● **YOUR ASSIGNMENT**: Will you transcribe the entries that follow, exactly and in full?
══ SUPPLIED DATA
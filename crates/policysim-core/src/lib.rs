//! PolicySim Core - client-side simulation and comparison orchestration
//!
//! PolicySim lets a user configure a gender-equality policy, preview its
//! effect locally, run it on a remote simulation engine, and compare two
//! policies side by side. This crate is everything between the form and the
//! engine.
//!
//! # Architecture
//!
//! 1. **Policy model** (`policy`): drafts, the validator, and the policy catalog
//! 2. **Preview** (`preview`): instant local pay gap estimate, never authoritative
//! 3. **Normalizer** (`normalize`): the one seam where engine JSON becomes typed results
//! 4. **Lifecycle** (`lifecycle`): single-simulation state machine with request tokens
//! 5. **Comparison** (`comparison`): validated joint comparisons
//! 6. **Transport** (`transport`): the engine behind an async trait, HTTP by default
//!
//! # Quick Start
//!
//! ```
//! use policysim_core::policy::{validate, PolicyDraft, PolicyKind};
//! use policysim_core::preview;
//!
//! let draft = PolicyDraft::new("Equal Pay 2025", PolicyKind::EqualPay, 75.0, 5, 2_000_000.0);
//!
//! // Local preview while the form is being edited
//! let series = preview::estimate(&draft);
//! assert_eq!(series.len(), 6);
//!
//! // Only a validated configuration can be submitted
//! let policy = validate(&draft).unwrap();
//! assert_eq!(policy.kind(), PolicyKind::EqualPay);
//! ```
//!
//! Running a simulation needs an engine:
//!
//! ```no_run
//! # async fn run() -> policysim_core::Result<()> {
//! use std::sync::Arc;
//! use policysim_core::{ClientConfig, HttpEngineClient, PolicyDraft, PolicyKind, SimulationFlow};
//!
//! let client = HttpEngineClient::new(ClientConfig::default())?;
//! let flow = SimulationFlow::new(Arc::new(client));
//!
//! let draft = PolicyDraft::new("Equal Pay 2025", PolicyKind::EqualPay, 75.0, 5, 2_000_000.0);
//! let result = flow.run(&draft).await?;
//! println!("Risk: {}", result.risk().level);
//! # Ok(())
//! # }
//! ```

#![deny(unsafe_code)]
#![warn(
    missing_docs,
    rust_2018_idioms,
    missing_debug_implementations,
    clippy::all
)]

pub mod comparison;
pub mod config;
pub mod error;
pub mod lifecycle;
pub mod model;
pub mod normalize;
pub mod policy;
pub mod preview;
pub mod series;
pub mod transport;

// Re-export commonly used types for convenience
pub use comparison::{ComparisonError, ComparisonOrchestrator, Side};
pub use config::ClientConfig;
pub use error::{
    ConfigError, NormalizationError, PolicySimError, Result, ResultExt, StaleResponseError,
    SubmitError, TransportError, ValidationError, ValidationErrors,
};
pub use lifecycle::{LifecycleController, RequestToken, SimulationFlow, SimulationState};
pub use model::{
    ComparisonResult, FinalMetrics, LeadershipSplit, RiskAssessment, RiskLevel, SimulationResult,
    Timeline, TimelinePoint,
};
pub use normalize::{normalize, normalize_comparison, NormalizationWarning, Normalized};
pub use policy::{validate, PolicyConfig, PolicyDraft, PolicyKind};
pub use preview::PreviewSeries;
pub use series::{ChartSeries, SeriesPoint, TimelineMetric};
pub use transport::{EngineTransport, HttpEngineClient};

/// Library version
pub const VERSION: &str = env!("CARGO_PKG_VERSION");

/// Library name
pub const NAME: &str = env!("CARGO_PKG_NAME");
════
● **YOUR RESPONSE**:
filename crates/policysim-core/src/lib.rs
//! PolicySim Core - client-side simulation and comparison orchestration
//!
//! PolicySim lets a user configure a gender-equality policy, preview its
//! effect locally, run it on a remote simulation engine, and compare two
//! policies side by side. This crate is everything between the form and the
//! engine.
//!
//! # Architecture
//!
//! 1. **Policy model** (`policy`): drafts, the validator, and the policy catalog
//! 2. **Preview** (`preview`): instant local pay gap estimate, never authoritative
//! 3. **Normalizer** (`normalize`): the one seam where engine JSON becomes typed results
//! 4. **Lifecycle** (`lifecycle`): single-simulation state machine with request tokens
//! 5. **Comparison** (`comparison`): validated joint comparisons
//! 6. **Transport** (`transport`): the engine behind an async trait, HTTP by default
//!
//! # Quick Start
//!
//! ```
//! use policysim_core::policy::{validate, PolicyDraft, PolicyKind};
//! use policysim_core::preview;
//!
//! let draft = PolicyDraft::new("Equal Pay 2025", PolicyKind::EqualPay, 75.0, 5, 2_000_000.0);
//!
//! // Local preview while the form is being edited
//! let series = preview::estimate(&draft);
//! assert_eq!(series.len(), 6);
//!
//! // Only a validated configuration can be submitted
//! let policy = validate(&draft).unwrap();
//! assert_eq!(policy.kind(), PolicyKind::EqualPay);
//! ```
//!
//! Running a simulation needs an engine:
//!
//! ```no_run
//! # async fn run() -> policysim_core::Result<()> {
//! use std::sync::Arc;
//! use policysim_core::{ClientConfig, HttpEngineClient, PolicyDraft, PolicyKind, SimulationFlow};
//!
//! let client = HttpEngineClient::new(ClientConfig::default())?;
//! let flow = SimulationFlow::new(Arc::new(client));
//!
//! let draft = PolicyDraft::new("Equal Pay 2025", PolicyKind::EqualPay, 75.0, 5, 2_000_000.0);
//! let result = flow.run(&draft).await?;
//! println!("Risk: {}", result.risk().level);
//! # Ok(())
//! # }
//! ```

#![deny(unsafe_code)]
#![warn(
    missing_docs,
    rust_2018_idioms,
    missing_debug_implementations,
    clippy::all
)]

pub mod comparison;
pub mod config;
pub mod error;
pub mod lifecycle;
pub mod model;
pub mod normalize;
pub mod policy;
pub mod preview;
pub mod series;
pub mod transport;

// Re-export commonly used types for convenience
pub use comparison::{ComparisonError, ComparisonOrchestrator, Side};
pub use config::ClientConfig;
pub use error::{
    ConfigError, NormalizationError, PolicySimError, Result, ResultExt, StaleResponseError,
    SubmitError, TransportError, ValidationError, ValidationErrors,
};
pub use lifecycle::{LifecycleController, RequestToken, SimulationFlow, SimulationState};
pub use model::{
    ComparisonResult, FinalMetrics, LeadershipSplit, RiskAssessment, RiskLevel, SimulationResult,
    Timeline, TimelinePoint,
};
pub use normalize::{normalize, normalize_comparison, NormalizationWarning, Normalized};
pub use policy::{validate, PolicyConfig, PolicyDraft, PolicyKind};
pub use preview::PreviewSeries;
pub use series::{ChartSeries, SeriesPoint, TimelineMetric};
pub use transport::{EngineTransport, HttpEngineClient};

/// Library version
pub const VERSION: &str = env!("CARGO_PKG_VERSION");

/// Library name
pub const NAME: &str = env!("CARGO_PKG_NAME");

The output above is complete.